■ Instructions for the task:
Every line of the material below in which "RequestLine" shows up is to be located and copied.

==================================================

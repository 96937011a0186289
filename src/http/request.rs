use std::collections::HashMap;
use std::fmt;

use bytes::Bytes;

use crate::http::error::ProtocolError;

/// The only protocol token accepted on a request line.
pub const HTTP_VERSION: &str = "HTTP/1.1";

/// Method and target taken from the first line of a request.
///
/// Neither is validated: any method token is accepted and the target is kept
/// exactly as sent.
#[derive(Debug, Clone, PartialEq, Eq)]
pub struct RequestLine {
    /// The request method (e.g. "GET")
    pub method: String,
    /// The request target (e.g. "/test0")
    pub target: String,
}

/// Request headers keyed by lower-cased name.
///
/// A name may repeat on the wire; every value is kept, in arrival order, with
/// its CRLF stripped and nothing else removed (leading whitespace after the
/// colon is part of the value).
#[derive(Debug, Clone, Default, PartialEq, Eq)]
pub struct HeaderMap {
    entries: HashMap<String, Vec<String>>,
}

/// Whether the connection stays open after the response has been written.
#[derive(Debug, Clone, Copy, PartialEq, Eq)]
pub enum ConnectionOutcome {
    KeepAlive,
    Close,
}

/// A fully read request.
///
/// Built once per request cycle and dropped once the cycle ends.
#[derive(Debug, Clone)]
pub struct Request {
    pub line: RequestLine,
    pub headers: HeaderMap,
    /// Exactly `Content-Length` bytes
    pub body: Bytes,
}

impl HeaderMap {
    pub fn new() -> Self {
        Self::default()
    }

    /// Appends a value under `name`, lower-casing the name.
    pub fn append(&mut self, name: &str, value: impl Into<String>) {
        self.entries
            .entry(name.to_lowercase())
            .or_default()
            .push(value.into());
    }

    /// All values stored for `name` (case-insensitive), in arrival order.
    pub fn get_all(&self, name: &str) -> &[String] {
        self.entries
            .get(&name.to_lowercase())
            .map(Vec::as_slice)
            .unwrap_or(&[])
    }

    /// The first value stored for `name`, if any.
    pub fn first(&self, name: &str) -> Option<&str> {
        self.get_all(name).first().map(String::as_str)
    }

    pub fn contains(&self, name: &str) -> bool {
        !self.get_all(name).is_empty()
    }

    /// Number of distinct header names.
    pub fn len(&self) -> usize {
        self.entries.len()
    }

    pub fn is_empty(&self) -> bool {
        self.entries.is_empty()
    }

    pub fn iter(&self) -> impl Iterator<Item = (&str, &[String])> {
        self.entries
            .iter()
            .map(|(name, values)| (name.as_str(), values.as_slice()))
    }

    /// Declared body length.
    ///
    /// Missing header means 0. Only the first value is consulted; later
    /// values, even conflicting ones, are ignored.
    ///
    /// # Errors
    ///
    /// [`ProtocolError::InvalidContentLength`] if the first value, with
    /// surrounding whitespace trimmed, is not a non-negative integer.
    pub fn content_length(&self) -> Result<usize, ProtocolError> {
        match self.first("content-length") {
            None => Ok(0),
            Some(raw) => raw
                .trim()
                .parse::<usize>()
                .map_err(|_| ProtocolError::InvalidContentLength(raw.to_string())),
        }
    }

    /// Decides persistence from the `connection` header.
    ///
    /// `Close` only when the header appears exactly once and its value is
    /// `close` (case-sensitive, optional whitespace around it ignored).
    /// Anything else keeps the connection alive.
    pub fn connection_outcome(&self) -> ConnectionOutcome {
        match self.get_all("connection") {
            [only] if only.trim() == "close" => ConnectionOutcome::Close,
            _ => ConnectionOutcome::KeepAlive,
        }
    }
}

impl Request {
    pub fn connection_outcome(&self) -> ConnectionOutcome {
        self.headers.connection_outcome()
    }
}

/// Renders the request for the diagnostic log: request line, one
/// `name:value` line per stored value, a blank line, then the body as lossy
/// UTF-8.
impl fmt::Display for Request {
    fn fmt(&self, f: &mut fmt::Formatter<'_>) -> fmt::Result {
        writeln!(f, "{} {} {}", self.line.method, self.line.target, HTTP_VERSION)?;
        for (name, values) in self.headers.iter() {
            for value in values {
                writeln!(f, "{}:{}", name, value)?;
            }
        }
        writeln!(f)?;
        write!(f, "{}", String::from_utf8_lossy(&self.body))
    }
}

==================================================

■ Response area:
pub struct RequestLine {
    pub line: RequestLine,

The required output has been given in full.